▶ _Items listed in a dataset_
+++++

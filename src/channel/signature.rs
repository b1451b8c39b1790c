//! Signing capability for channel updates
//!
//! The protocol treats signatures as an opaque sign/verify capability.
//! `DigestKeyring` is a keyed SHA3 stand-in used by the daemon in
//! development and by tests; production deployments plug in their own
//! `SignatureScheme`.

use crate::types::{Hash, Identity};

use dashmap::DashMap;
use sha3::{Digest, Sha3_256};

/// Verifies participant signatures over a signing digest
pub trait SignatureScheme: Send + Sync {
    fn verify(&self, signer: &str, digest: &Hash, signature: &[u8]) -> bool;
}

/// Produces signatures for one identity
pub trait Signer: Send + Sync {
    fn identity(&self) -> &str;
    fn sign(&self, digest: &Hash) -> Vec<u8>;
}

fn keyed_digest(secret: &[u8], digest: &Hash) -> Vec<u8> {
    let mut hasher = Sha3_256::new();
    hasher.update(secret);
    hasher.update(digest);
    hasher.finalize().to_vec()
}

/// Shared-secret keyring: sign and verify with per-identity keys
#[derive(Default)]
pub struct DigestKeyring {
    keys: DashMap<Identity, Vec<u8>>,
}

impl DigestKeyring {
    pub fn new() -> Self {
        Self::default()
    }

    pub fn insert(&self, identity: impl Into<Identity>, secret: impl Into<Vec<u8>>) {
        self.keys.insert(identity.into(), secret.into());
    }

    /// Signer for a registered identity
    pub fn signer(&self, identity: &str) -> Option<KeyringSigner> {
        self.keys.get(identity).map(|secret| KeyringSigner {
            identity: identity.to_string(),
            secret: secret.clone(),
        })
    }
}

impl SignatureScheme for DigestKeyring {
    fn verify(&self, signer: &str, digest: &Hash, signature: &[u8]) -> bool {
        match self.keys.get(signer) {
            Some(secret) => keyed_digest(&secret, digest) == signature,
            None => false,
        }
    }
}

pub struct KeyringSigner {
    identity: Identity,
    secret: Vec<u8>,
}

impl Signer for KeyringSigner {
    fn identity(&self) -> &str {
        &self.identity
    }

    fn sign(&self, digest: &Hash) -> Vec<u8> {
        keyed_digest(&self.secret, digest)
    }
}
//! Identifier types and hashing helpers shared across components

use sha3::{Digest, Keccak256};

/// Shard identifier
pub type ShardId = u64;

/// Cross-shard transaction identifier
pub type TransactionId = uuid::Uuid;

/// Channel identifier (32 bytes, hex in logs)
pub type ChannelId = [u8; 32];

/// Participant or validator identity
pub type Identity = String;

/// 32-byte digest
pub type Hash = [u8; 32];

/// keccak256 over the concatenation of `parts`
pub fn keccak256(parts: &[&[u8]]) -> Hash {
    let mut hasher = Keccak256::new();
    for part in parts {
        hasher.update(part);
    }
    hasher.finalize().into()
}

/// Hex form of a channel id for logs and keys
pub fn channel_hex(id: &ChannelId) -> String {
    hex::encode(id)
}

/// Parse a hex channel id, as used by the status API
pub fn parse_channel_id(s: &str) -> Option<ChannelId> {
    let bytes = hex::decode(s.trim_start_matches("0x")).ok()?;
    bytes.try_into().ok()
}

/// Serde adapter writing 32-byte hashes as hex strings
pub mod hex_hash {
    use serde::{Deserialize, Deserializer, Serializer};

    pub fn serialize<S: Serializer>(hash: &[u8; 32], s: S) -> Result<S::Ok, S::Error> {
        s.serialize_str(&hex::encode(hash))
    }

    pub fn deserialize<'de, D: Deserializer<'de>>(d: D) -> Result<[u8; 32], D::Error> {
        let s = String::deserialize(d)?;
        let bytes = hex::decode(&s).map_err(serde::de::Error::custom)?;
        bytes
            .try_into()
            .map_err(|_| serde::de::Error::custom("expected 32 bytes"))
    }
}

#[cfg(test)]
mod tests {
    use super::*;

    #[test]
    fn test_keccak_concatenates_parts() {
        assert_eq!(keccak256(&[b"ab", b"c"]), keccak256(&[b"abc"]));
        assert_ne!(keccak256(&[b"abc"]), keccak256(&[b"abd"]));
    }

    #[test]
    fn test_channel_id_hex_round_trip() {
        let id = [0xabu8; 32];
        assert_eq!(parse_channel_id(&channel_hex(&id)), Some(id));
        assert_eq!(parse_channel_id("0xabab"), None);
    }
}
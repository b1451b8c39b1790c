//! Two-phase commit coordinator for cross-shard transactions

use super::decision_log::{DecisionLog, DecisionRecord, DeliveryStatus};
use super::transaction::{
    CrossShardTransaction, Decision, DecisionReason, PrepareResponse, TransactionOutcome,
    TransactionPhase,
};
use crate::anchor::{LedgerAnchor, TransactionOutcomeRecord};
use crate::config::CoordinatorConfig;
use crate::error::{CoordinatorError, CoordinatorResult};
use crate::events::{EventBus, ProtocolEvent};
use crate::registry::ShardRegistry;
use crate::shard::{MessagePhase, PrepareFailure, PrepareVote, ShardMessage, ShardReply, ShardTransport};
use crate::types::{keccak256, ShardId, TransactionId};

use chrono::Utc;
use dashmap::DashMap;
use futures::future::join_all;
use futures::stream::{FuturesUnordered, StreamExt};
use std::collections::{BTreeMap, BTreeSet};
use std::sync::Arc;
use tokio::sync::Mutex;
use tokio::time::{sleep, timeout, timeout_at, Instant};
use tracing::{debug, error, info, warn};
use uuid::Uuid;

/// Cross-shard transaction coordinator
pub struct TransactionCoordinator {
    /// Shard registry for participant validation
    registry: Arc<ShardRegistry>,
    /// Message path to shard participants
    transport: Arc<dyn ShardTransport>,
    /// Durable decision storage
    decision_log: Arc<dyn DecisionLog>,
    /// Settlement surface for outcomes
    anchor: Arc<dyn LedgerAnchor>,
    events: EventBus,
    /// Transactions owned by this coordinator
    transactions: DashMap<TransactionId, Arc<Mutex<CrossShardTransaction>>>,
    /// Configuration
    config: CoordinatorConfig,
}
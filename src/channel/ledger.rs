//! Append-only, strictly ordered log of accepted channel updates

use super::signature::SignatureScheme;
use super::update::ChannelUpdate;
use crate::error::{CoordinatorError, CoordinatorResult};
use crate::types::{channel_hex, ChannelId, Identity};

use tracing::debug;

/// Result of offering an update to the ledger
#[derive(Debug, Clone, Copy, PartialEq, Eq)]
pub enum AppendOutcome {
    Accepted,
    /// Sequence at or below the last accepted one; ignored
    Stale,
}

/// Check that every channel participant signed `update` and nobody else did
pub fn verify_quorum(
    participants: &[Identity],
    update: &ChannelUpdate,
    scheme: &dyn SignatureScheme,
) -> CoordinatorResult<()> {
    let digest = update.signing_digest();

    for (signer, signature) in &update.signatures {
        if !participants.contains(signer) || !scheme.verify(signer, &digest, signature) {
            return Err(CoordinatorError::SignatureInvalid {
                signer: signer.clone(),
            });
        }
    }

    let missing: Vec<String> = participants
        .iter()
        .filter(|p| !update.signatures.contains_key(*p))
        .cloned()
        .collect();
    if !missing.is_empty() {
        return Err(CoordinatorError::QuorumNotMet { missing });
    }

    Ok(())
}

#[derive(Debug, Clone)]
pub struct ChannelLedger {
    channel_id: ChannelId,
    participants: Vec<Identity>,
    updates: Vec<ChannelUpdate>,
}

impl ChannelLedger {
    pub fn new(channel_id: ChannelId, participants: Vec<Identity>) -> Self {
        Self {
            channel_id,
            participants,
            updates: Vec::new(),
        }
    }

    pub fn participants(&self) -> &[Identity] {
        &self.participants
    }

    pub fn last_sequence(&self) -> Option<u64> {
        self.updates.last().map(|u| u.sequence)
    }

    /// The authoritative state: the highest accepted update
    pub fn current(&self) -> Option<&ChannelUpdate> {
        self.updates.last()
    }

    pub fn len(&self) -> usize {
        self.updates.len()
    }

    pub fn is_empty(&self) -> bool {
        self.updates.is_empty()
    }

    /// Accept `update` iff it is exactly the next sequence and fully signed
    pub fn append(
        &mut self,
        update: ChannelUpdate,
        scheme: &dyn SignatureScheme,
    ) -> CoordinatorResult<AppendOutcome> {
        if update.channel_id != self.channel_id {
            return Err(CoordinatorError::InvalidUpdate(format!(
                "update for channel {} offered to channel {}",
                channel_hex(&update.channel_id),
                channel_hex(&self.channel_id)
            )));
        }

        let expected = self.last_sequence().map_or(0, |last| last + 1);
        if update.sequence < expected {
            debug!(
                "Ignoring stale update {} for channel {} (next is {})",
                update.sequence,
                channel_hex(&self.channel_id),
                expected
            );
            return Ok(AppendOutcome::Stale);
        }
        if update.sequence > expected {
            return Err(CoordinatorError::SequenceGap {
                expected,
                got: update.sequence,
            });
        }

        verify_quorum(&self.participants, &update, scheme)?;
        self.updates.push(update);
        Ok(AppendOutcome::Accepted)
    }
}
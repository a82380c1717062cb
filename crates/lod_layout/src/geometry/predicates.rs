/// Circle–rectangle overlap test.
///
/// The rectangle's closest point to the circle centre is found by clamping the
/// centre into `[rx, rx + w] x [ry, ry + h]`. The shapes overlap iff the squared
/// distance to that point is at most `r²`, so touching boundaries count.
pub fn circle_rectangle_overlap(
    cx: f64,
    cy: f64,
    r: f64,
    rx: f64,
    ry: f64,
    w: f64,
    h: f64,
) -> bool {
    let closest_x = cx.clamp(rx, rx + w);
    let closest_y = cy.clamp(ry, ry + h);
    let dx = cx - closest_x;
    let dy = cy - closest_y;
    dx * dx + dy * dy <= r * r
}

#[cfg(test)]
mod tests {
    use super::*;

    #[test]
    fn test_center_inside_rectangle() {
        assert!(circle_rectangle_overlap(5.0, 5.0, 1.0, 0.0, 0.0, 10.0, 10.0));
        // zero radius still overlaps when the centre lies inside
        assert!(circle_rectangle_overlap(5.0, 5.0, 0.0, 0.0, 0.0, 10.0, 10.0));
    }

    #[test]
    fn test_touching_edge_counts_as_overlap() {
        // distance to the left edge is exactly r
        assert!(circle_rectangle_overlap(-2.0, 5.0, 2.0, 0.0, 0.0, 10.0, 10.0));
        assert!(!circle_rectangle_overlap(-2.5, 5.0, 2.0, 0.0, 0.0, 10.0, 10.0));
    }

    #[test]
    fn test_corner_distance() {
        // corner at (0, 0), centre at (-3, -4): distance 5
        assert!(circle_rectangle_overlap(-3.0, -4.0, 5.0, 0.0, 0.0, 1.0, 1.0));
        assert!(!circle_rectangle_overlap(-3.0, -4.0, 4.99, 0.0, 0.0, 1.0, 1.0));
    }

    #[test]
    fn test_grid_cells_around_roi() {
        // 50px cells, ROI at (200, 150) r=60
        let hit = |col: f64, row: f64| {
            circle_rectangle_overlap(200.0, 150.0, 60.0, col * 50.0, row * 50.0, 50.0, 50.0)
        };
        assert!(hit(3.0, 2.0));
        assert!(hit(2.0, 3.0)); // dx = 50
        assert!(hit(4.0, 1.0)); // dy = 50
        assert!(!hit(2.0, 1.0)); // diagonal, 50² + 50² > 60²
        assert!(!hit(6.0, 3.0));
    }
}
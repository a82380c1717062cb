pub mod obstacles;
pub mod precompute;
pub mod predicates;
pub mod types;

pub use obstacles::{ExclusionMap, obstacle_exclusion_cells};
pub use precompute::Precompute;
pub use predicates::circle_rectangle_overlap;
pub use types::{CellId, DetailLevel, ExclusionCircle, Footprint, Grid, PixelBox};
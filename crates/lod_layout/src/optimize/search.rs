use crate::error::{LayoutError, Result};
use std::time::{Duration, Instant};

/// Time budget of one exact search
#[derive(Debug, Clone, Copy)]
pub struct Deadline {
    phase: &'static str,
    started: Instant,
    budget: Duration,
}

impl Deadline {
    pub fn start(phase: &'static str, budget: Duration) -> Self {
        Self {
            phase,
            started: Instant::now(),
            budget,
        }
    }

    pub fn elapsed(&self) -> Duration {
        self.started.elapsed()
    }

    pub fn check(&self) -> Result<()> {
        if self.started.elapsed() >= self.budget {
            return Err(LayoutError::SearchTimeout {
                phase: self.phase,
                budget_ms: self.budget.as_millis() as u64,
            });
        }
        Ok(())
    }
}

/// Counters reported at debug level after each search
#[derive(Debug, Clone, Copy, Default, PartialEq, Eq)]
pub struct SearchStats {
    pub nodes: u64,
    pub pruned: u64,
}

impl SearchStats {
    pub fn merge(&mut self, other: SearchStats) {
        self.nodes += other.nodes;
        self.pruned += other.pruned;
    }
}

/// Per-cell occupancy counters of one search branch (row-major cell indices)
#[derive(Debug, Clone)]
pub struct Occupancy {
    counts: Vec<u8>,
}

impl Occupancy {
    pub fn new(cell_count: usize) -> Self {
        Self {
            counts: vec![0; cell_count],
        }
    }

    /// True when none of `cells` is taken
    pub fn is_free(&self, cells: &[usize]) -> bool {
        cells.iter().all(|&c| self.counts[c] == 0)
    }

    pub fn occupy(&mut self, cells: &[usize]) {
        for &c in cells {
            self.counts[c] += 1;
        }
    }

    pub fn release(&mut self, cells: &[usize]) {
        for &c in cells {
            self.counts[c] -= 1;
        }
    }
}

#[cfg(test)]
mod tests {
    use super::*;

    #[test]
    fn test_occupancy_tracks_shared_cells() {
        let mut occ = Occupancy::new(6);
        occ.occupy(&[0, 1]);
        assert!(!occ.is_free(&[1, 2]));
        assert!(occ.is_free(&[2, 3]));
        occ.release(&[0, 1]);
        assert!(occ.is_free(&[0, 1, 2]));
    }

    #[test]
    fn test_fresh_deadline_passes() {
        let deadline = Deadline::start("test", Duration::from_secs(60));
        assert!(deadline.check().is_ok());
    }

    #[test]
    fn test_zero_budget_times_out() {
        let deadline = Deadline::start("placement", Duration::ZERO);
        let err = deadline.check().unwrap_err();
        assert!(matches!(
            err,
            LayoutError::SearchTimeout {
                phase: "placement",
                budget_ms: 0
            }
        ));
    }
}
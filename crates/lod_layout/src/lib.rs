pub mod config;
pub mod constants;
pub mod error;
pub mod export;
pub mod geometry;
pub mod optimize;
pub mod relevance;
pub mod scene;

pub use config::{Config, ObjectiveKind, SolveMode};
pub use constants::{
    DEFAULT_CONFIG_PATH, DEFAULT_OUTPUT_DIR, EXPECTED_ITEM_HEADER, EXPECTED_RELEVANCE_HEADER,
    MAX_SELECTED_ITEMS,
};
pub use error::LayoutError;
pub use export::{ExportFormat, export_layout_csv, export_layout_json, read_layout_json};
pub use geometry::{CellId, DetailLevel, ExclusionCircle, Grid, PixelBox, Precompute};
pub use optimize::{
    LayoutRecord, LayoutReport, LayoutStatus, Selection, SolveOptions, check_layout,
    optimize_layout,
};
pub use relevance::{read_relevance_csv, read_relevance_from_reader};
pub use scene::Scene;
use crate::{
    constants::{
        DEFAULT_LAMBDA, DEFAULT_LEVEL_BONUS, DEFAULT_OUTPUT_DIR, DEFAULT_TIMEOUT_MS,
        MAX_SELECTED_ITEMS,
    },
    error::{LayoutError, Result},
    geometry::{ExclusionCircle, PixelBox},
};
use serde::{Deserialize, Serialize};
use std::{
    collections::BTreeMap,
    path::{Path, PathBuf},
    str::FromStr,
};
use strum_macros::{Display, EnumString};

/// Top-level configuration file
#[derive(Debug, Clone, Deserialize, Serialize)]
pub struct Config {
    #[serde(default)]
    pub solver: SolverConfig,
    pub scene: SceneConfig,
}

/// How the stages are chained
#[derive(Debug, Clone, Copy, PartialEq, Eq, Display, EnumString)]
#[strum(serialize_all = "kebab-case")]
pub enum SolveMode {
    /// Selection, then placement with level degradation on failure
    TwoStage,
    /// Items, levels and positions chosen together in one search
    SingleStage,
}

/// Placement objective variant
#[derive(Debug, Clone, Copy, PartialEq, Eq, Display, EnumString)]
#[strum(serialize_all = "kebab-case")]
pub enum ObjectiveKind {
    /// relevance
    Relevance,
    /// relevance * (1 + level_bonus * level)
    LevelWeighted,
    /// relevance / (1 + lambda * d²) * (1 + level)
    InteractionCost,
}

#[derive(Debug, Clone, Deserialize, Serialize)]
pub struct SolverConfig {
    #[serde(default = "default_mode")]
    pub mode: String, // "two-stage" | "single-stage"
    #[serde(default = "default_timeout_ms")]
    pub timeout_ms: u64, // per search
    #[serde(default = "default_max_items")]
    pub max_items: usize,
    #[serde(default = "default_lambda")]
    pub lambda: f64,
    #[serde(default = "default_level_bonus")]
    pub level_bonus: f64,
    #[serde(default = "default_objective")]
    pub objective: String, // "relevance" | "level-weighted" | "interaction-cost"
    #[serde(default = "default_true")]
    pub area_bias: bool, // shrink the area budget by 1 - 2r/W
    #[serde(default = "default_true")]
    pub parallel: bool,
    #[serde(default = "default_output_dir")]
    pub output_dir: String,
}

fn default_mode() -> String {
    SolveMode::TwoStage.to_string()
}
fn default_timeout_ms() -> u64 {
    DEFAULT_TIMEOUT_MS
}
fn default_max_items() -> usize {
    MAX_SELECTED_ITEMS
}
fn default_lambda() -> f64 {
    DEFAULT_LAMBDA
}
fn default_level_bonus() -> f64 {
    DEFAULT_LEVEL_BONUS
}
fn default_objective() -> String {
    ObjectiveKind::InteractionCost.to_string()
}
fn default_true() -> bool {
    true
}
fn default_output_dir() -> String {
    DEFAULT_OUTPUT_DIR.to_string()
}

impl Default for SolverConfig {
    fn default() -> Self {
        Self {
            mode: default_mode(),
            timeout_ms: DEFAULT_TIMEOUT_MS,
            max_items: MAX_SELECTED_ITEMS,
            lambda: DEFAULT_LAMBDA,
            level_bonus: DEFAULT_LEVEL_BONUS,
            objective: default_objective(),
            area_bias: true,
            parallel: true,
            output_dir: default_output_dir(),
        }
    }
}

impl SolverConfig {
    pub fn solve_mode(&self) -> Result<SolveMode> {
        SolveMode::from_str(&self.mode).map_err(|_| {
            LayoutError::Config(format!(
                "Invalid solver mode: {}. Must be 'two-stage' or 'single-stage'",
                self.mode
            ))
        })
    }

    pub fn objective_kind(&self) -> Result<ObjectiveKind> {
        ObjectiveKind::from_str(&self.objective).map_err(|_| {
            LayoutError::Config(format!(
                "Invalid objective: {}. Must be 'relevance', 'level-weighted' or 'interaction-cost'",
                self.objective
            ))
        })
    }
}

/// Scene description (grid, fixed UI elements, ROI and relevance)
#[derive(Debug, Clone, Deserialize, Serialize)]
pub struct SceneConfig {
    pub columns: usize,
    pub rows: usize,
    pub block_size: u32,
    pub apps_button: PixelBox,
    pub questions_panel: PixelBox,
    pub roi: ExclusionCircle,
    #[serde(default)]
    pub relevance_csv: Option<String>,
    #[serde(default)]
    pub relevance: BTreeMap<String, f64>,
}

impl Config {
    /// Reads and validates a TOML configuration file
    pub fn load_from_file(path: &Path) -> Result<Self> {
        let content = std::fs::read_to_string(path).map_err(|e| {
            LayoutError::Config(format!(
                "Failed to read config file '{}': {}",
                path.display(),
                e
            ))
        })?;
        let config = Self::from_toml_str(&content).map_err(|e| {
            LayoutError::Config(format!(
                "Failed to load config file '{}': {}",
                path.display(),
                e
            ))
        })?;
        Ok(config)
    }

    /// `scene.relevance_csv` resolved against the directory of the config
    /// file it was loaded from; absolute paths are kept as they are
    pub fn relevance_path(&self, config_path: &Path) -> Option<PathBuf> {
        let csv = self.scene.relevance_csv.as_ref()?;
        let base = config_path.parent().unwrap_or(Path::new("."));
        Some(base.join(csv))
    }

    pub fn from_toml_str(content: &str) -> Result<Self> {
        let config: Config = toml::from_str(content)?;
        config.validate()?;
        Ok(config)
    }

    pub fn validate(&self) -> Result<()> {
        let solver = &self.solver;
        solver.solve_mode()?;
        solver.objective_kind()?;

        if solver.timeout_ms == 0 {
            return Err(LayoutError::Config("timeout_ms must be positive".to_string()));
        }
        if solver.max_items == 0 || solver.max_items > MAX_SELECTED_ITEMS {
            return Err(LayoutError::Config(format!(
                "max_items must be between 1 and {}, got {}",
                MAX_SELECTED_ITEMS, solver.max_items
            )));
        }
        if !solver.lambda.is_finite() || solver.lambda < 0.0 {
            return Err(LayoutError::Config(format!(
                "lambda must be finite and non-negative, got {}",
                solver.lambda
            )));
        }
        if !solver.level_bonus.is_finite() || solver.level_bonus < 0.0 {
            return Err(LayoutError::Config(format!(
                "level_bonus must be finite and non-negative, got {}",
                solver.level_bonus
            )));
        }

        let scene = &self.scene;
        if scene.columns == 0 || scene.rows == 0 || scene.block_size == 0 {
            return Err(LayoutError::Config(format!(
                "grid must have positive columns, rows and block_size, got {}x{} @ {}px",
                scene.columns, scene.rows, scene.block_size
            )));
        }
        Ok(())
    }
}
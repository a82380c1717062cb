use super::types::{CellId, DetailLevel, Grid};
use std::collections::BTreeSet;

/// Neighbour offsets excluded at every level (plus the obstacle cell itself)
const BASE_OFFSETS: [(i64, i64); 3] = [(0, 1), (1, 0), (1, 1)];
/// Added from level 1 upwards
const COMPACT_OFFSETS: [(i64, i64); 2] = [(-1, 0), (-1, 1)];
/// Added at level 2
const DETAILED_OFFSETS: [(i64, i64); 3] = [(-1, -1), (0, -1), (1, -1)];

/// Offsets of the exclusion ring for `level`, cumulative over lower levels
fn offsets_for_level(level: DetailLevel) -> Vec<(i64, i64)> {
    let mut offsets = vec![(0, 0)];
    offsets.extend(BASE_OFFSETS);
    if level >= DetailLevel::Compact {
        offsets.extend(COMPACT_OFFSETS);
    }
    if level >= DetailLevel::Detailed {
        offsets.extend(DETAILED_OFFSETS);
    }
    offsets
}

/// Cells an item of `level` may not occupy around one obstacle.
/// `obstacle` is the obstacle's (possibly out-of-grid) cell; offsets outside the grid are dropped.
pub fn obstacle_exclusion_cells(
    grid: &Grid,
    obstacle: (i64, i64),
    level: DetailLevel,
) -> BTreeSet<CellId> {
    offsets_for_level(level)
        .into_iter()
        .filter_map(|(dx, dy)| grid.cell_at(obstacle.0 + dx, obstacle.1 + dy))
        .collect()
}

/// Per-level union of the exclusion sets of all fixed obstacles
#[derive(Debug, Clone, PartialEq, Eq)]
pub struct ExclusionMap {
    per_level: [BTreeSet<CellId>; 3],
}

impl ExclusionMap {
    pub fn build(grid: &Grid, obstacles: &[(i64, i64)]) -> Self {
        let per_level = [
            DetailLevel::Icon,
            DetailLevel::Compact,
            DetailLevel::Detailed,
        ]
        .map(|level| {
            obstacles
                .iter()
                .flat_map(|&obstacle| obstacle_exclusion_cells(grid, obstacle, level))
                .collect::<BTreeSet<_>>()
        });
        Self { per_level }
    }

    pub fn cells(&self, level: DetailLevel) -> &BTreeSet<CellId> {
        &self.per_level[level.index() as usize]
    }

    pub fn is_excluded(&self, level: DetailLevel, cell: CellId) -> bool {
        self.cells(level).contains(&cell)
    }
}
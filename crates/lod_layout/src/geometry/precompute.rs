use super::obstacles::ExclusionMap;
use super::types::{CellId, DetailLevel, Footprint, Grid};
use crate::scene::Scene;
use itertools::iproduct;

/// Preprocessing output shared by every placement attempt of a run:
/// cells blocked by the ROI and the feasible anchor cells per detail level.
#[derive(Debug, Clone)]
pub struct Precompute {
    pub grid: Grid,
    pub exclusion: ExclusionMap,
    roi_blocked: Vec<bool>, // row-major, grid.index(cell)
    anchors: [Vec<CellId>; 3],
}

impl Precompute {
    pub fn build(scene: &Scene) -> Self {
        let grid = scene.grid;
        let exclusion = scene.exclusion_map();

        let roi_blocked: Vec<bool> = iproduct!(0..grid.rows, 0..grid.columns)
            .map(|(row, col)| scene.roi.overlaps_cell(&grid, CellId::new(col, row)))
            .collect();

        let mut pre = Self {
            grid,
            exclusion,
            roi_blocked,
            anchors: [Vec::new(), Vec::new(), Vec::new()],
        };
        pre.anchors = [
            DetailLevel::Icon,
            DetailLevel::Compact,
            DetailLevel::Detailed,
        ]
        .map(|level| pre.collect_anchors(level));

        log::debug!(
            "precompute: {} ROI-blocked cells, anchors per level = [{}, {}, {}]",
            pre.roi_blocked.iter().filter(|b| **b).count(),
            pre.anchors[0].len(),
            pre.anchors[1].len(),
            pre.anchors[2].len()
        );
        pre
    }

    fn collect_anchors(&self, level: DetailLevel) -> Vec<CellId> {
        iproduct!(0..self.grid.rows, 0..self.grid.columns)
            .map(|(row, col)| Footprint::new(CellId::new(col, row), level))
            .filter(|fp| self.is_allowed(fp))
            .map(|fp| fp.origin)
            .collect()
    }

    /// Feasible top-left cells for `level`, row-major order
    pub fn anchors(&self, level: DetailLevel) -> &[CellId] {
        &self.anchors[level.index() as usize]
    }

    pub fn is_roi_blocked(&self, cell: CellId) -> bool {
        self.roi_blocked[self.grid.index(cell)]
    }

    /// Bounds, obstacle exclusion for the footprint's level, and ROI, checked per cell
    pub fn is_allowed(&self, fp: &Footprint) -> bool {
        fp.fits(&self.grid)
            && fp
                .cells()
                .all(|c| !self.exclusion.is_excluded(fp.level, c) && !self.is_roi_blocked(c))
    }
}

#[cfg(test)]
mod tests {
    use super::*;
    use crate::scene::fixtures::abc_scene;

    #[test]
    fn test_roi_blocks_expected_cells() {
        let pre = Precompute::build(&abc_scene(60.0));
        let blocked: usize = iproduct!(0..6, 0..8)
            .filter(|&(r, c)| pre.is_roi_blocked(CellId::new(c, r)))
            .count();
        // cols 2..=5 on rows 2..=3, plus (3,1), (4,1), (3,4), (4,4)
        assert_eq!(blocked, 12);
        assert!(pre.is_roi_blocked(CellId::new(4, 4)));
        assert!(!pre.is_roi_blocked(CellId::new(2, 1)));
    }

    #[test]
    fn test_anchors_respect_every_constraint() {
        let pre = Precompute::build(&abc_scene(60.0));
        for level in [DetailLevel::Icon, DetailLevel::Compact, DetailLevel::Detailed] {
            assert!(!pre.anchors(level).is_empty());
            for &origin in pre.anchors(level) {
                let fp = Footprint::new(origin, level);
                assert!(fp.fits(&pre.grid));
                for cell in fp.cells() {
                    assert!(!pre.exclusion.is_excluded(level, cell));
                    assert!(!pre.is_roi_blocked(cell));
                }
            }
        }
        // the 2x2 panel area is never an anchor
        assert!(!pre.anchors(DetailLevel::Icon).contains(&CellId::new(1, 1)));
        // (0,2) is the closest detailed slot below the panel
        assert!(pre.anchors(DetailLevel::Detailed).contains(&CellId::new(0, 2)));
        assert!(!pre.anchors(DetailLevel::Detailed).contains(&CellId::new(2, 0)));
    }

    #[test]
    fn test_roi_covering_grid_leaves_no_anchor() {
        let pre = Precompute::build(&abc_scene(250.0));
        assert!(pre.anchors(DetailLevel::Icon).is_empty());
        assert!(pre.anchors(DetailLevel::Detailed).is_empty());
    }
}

+++++

▶ _Your instructions_
Only a number belongs in the answer: state how many lines of the entries above hold "negative".

▶ _Response below_
2